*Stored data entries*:
┌──

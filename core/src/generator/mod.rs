//! Charts generated by the external pitch tracker.

pub mod process;
pub mod profile;

use std::io;

use failure::Fail;

pub use self::process::{ChartGenerator, GenerationOutcome, GenerationTicket};
pub use self::profile::{load_profiles, GeneratorSettings, Profile, ProfileSet};

#[derive(Debug, Fail)]
pub enum GeneratorError {
  #[fail(display = "No audio file provided")]
  NoAudio,

  #[fail(display = "Audio file not found: {}", path)]
  AudioNotFound { path: String },

  #[fail(display = "Failed to start {}: {}", program, cause)]
  Spawn {
    program: String,
    #[cause]
    cause: io::Error,
  },

  #[fail(display = "Chart generation failed: {}", stderr)]
  Failed { code: Option<i32>, stderr: String },

  #[fail(display = "Output file not found: {}", path)]
  MissingOutput { path: String },

  #[fail(display = "Failed to access the profile {}: {}", path, cause)]
  ProfileIo {
    path: String,
    #[cause]
    cause: io::Error,
  },

  #[fail(display = "Malformed profile {}: {}", path, cause)]
  ProfileParse {
    path: String,
    #[cause]
    cause: serde_json::Error,
  },
}
use std::path::{Path, PathBuf};
use std::process::Command;
use std::thread;

use crossbeam_channel::Receiver;
use log::{debug, info};

use crate::generator::{GeneratorError, GeneratorSettings};

/// Identifies the session state a generation was requested from.
#[derive(Debug, Clone, Copy, PartialEq, Eq)]
pub struct GenerationTicket(u64);

impl GenerationTicket {
  pub fn new(epoch: u64) -> GenerationTicket {
    GenerationTicket(epoch)
  }

  pub fn epoch(&self) -> u64 {
    self.0
  }
}

#[derive(Debug)]
pub struct GenerationOutcome {
  pub ticket: GenerationTicket,
  pub audio: PathBuf,
  pub result: Result<PathBuf, GeneratorError>,
}

#[derive(Debug, Clone)]
pub struct ChartGenerator {
  program: String,
}

impl ChartGenerator {
  pub fn new<T>(program: T) -> ChartGenerator
  where
    T: Into<String>,
  {
    ChartGenerator {
      program: program.into(),
    }
  }

  pub fn program(&self) -> &str {
    self.program.as_str()
  }

  /// Where the generator leaves the chart for an audio file.
  pub fn output_path(audio: &Path) -> PathBuf {
    let stem = audio.file_stem().map(|stem| stem.to_string_lossy()).unwrap_or_default();
    audio.with_file_name(format!("{}_chart.json", stem))
  }

  /// Runs the generator to completion, returning the path of the chart.
  pub fn generate(&self, audio: &Path, settings: &GeneratorSettings) -> Result<PathBuf, GeneratorError> {
    if audio.as_os_str().is_empty() {
      return Err(GeneratorError::NoAudio);
    }
    if !audio.is_file() {
      return Err(GeneratorError::AudioNotFound {
        path: audio.display().to_string(),
      });
    }

    info!("Generating chart for {} ...", audio.display());
    let arguments = settings.arguments();
    debug!("{} {} {}", self.program, audio.display(), arguments.join(" "));

    let output = Command::new(&self.program)
      .arg(audio)
      .args(&arguments)
      .output()
      .map_err(|cause| GeneratorError::Spawn {
        program: self.program.clone(),
        cause,
      })?;

    if !output.status.success() {
      return Err(GeneratorError::Failed {
        code: output.status.code(),
        stderr: String::from_utf8_lossy(&output.stderr).trim().to_string(),
      });
    }

    let chart = Self::output_path(audio);
    if chart.is_file() {
      info!("Chart generated at {}", chart.display());
      Ok(chart)
    } else {
      Err(GeneratorError::MissingOutput {
        path: chart.display().to_string(),
      })
    }
  }

  /// Runs the generator on its own thread. The outcome is sent once the
  /// process finishes.
  pub fn spawn(
    &self,
    audio: PathBuf,
    settings: GeneratorSettings,
    ticket: GenerationTicket,
  ) -> Result<Receiver<GenerationOutcome>, GeneratorError> {
    let (outcome_tx, outcome_rx) = crossbeam_channel::bounded(1);
    let generator = self.clone();

    thread::Builder::new()
      .name("chart-generator".into())
      .spawn(move || {
        let result = generator.generate(&audio, &settings);
        drop(outcome_tx.send(GenerationOutcome { ticket, audio, result }));
      })
      .map_err(|cause| GeneratorError::Spawn {
        program: self.program.clone(),
        cause,
      })?;

    Ok(outcome_rx)
  }
}

#[cfg(test)]
mod test {

  use std::path::{Path, PathBuf};

  use super::{ChartGenerator, GenerationTicket};
  use crate::generator::{GeneratorError, GeneratorSettings};

  #[test]
  pub fn output_path_beside_audio() {
    assert_eq!(
      ChartGenerator::output_path(Path::new("/songs/take one.wav")),
      PathBuf::from("/songs/take one_chart.json")
    );
  }

  #[test]
  pub fn generate_without_audio() {
    let generator = ChartGenerator::new("notechart");
    let settings = GeneratorSettings::default();
    match generator.generate(Path::new(""), &settings) {
      Err(GeneratorError::NoAudio) => {}
      other => panic!("unexpected {:?}", other),
    }
    match generator.generate(Path::new("/nonexistent/song.wav"), &settings) {
      Err(GeneratorError::AudioNotFound { .. }) => {}
      other => panic!("unexpected {:?}", other),
    }
  }

  #[test]
  pub fn generate_with_unknown_program() {
    let dir = tempfile::tempdir().unwrap();
    let audio = dir.path().join("song.wav");
    std::fs::write(&audio, b"RIFF").unwrap();
    let generator = ChartGenerator::new("chart-studio-no-such-program");
    match generator.generate(&audio, &GeneratorSettings::default()) {
      Err(GeneratorError::Spawn { .. }) => {}
      other => panic!("unexpected {:?}", other),
    }
  }

  #[cfg(unix)]
  fn script(dir: &Path, body: &str) -> String {
    use std::os::unix::fs::PermissionsExt;

    let path = dir.join("generator.sh");
    std::fs::write(&path, format!("#!/bin/sh\n{}\n", body)).unwrap();
    std::fs::set_permissions(&path, std::fs::Permissions::from_mode(0o755)).unwrap();
    path.to_string_lossy().to_string()
  }

  #[cfg(unix)]
  #[test]
  pub fn generate_reports_stderr() {
    let dir = tempfile::tempdir().unwrap();
    let audio = dir.path().join("song.wav");
    std::fs::write(&audio, b"RIFF").unwrap();
    let generator = ChartGenerator::new(script(dir.path(), "echo 'no pitch found' >&2\nexit 3"));
    match generator.generate(&audio, &GeneratorSettings::default()) {
      Err(GeneratorError::Failed { code, stderr }) => {
        assert_eq!(code, Some(3));
        assert_eq!(stderr, "no pitch found");
      }
      other => panic!("unexpected {:?}", other),
    }
  }

  #[cfg(unix)]
  #[test]
  pub fn generate_requires_output() {
    let dir = tempfile::tempdir().unwrap();
    let audio = dir.path().join("song.wav");
    std::fs::write(&audio, b"RIFF").unwrap();
    let generator = ChartGenerator::new(script(dir.path(), "exit 0"));
    match generator.generate(&audio, &GeneratorSettings::default()) {
      Err(GeneratorError::MissingOutput { .. }) => {}
      other => panic!("unexpected {:?}", other),
    }
  }

  #[cfg(unix)]
  #[test]
  pub fn spawn_sends_outcome() {
    let dir = tempfile::tempdir().unwrap();
    let audio = dir.path().join("song.wav");
    std::fs::write(&audio, b"RIFF").unwrap();
    let generator = ChartGenerator::new(script(
      dir.path(),
      "[ \"$2\" = \"--window-size\" ] || exit 1\necho '{\"lanes\": 4}' > \"${1%.*}_chart.json\"",
    ));

    let outcome_rx = generator
      .spawn(audio.clone(), GeneratorSettings::default(), GenerationTicket::new(7))
      .unwrap();
    let outcome = outcome_rx.recv().unwrap();
    assert_eq!(outcome.ticket, GenerationTicket::new(7));
    assert_eq!(outcome.audio, audio);
    assert_eq!(outcome.result.unwrap(), dir.path().join("song_chart.json"));
  }
}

└──

*What is being asked*: Reproduce each entry exactly, with nothing missing.

*Answer area*:
filename core/src/generator/mod.rs
//! Charts generated by the external pitch tracker.

pub mod process;
pub mod profile;

use std::io;

use failure::Fail;

pub use self::process::{ChartGenerator, GenerationOutcome, GenerationTicket};
pub use self::profile::{load_profiles, GeneratorSettings, Profile, ProfileSet};

#[derive(Debug, Fail)]
pub enum GeneratorError {
  #[fail(display = "No audio file provided")]
  NoAudio,

  #[fail(display = "Audio file not found: {}", path)]
  AudioNotFound { path: String },

  #[fail(display = "Failed to start {}: {}", program, cause)]
  Spawn {
    program: String,
    #[cause]
    cause: io::Error,
  },

  #[fail(display = "Chart generation failed: {}", stderr)]
  Failed { code: Option<i32>, stderr: String },

  #[fail(display = "Output file not found: {}", path)]
  MissingOutput { path: String },

  #[fail(display = "Failed to access the profile {}: {}", path, cause)]
  ProfileIo {
    path: String,
    #[cause]
    cause: io::Error,
  },

  #[fail(display = "Malformed profile {}: {}", path, cause)]
  ProfileParse {
    path: String,
    #[cause]
    cause: serde_json::Error,
  },
}
use std::path::{Path, PathBuf};
use std::process::Command;
use std::thread;

use crossbeam_channel::Receiver;
use log::{debug, info};

use crate::generator::{GeneratorError, GeneratorSettings};

/// Identifies the session state a generation was requested from.
#[derive(Debug, Clone, Copy, PartialEq, Eq)]
pub struct GenerationTicket(u64);

impl GenerationTicket {
  pub fn new(epoch: u64) -> GenerationTicket {
    GenerationTicket(epoch)
  }

  pub fn epoch(&self) -> u64 {
    self.0
  }
}

#[derive(Debug)]
pub struct GenerationOutcome {
  pub ticket: GenerationTicket,
  pub audio: PathBuf,
  pub result: Result<PathBuf, GeneratorError>,
}

#[derive(Debug, Clone)]
pub struct ChartGenerator {
  program: String,
}

impl ChartGenerator {
  pub fn new<T>(program: T) -> ChartGenerator
  where
    T: Into<String>,
  {
    ChartGenerator {
      program: program.into(),
    }
  }

  pub fn program(&self) -> &str {
    self.program.as_str()
  }

  /// Where the generator leaves the chart for an audio file.
  pub fn output_path(audio: &Path) -> PathBuf {
    let stem = audio.file_stem().map(|stem| stem.to_string_lossy()).unwrap_or_default();
    audio.with_file_name(format!("{}_chart.json", stem))
  }

  /// Runs the generator to completion, returning the path of the chart.
  pub fn generate(&self, audio: &Path, settings: &GeneratorSettings) -> Result<PathBuf, GeneratorError> {
    if audio.as_os_str().is_empty() {
      return Err(GeneratorError::NoAudio);
    }
    if !audio.is_file() {
      return Err(GeneratorError::AudioNotFound {
        path: audio.display().to_string(),
      });
    }

    info!("Generating chart for {} ...", audio.display());
    let arguments = settings.arguments();
    debug!("{} {} {}", self.program, audio.display(), arguments.join(" "));

    let output = Command::new(&self.program)
      .arg(audio)
      .args(&arguments)
      .output()
      .map_err(|cause| GeneratorError::Spawn {
        program: self.program.clone(),
        cause,
      })?;

    if !output.status.success() {
      return Err(GeneratorError::Failed {
        code: output.status.code(),
        stderr: String::from_utf8_lossy(&output.stderr).trim().to_string(),
      });
    }

    let chart = Self::output_path(audio);
    if chart.is_file() {
      info!("Chart generated at {}", chart.display());
      Ok(chart)
    } else {
      Err(GeneratorError::MissingOutput {
        path: chart.display().to_string(),
      })
    }
  }

  /// Runs the generator on its own thread. The outcome is sent once the
  /// process finishes.
  pub fn spawn(
    &self,
    audio: PathBuf,
    settings: GeneratorSettings,
    ticket: GenerationTicket,
  ) -> Result<Receiver<GenerationOutcome>, GeneratorError> {
    let (outcome_tx, outcome_rx) = crossbeam_channel::bounded(1);
    let generator = self.clone();

    thread::Builder::new()
      .name("chart-generator".into())
      .spawn(move || {
        let result = generator.generate(&audio, &settings);
        drop(outcome_tx.send(GenerationOutcome { ticket, audio, result }));
      })
      .map_err(|cause| GeneratorError::Spawn {
        program: self.program.clone(),
        cause,
      })?;

    Ok(outcome_rx)
  }
}

#[cfg(test)]
mod test {

  use std::path::{Path, PathBuf};

  use super::{ChartGenerator, GenerationTicket};
  use crate::generator::{GeneratorError, GeneratorSettings};

  #[test]
  pub fn output_path_beside_audio() {
    assert_eq!(
      ChartGenerator::output_path(Path::new("/songs/take one.wav")),
      PathBuf::from("/songs/take one_chart.json")
    );
  }

  #[test]
  pub fn generate_without_audio() {
    let generator = ChartGenerator::new("notechart");
    let settings = GeneratorSettings::default();
    match generator.generate(Path::new(""), &settings) {
      Err(GeneratorError::NoAudio) => {}
      other => panic!("unexpected {:?}", other),
    }
    match generator.generate(Path::new("/nonexistent/song.wav"), &settings) {
      Err(GeneratorError::AudioNotFound { .. }) => {}
      other => panic!("unexpected {:?}", other),
    }
  }

  #[test]
  pub fn generate_with_unknown_program() {
    let dir = tempfile::tempdir().unwrap();
    let audio = dir.path().join("song.wav");
    std::fs::write(&audio, b"RIFF").unwrap();
    let generator = ChartGenerator::new("chart-studio-no-such-program");
    match generator.generate(&audio, &GeneratorSettings::default()) {
      Err(GeneratorError::Spawn { .. }) => {}
      other => panic!("unexpected {:?}", other),
    }
  }

  #[cfg(unix)]
  fn script(dir: &Path, body: &str) -> String {
    use std::os::unix::fs::PermissionsExt;

    let path = dir.join("generator.sh");
    std::fs::write(&path, format!("#!/bin/sh\n{}\n", body)).unwrap();
    std::fs::set_permissions(&path, std::fs::Permissions::from_mode(0o755)).unwrap();
    path.to_string_lossy().to_string()
  }

  #[cfg(unix)]
  #[test]
  pub fn generate_reports_stderr() {
    let dir = tempfile::tempdir().unwrap();
    let audio = dir.path().join("song.wav");
    std::fs::write(&audio, b"RIFF").unwrap();
    let generator = ChartGenerator::new(script(dir.path(), "echo 'no pitch found' >&2\nexit 3"));
    match generator.generate(&audio, &GeneratorSettings::default()) {
      Err(GeneratorError::Failed { code, stderr }) => {
        assert_eq!(code, Some(3));
        assert_eq!(stderr, "no pitch found");
      }
      other => panic!("unexpected {:?}", other),
    }
  }

  #[cfg(unix)]
  #[test]
  pub fn generate_requires_output() {
    let dir = tempfile::tempdir().unwrap();
    let audio = dir.path().join("song.wav");
    std::fs::write(&audio, b"RIFF").unwrap();
    let generator = ChartGenerator::new(script(dir.path(), "exit 0"));
    match generator.generate(&audio, &GeneratorSettings::default()) {
      Err(GeneratorError::MissingOutput { .. }) => {}
      other => panic!("unexpected {:?}", other),
    }
  }

  #[cfg(unix)]
  #[test]
  pub fn spawn_sends_outcome() {
    let dir = tempfile::tempdir().unwrap();
    let audio = dir.path().join("song.wav");
    std::fs::write(&audio, b"RIFF").unwrap();
    let generator = ChartGenerator::new(script(
      dir.path(),
      "[ \"$2\" = \"--window-size\" ] || exit 1\necho '{\"lanes\": 4}' > \"${1%.*}_chart.json\"",
    ));

    let outcome_rx = generator
      .spawn(audio.clone(), GeneratorSettings::default(), GenerationTicket::new(7))
      .unwrap();
    let outcome = outcome_rx.recv().unwrap();
    assert_eq!(outcome.ticket, GenerationTicket::new(7));
    assert_eq!(outcome.audio, audio);
    assert_eq!(outcome.result.unwrap(), dir.path().join("song_chart.json"));
  }
}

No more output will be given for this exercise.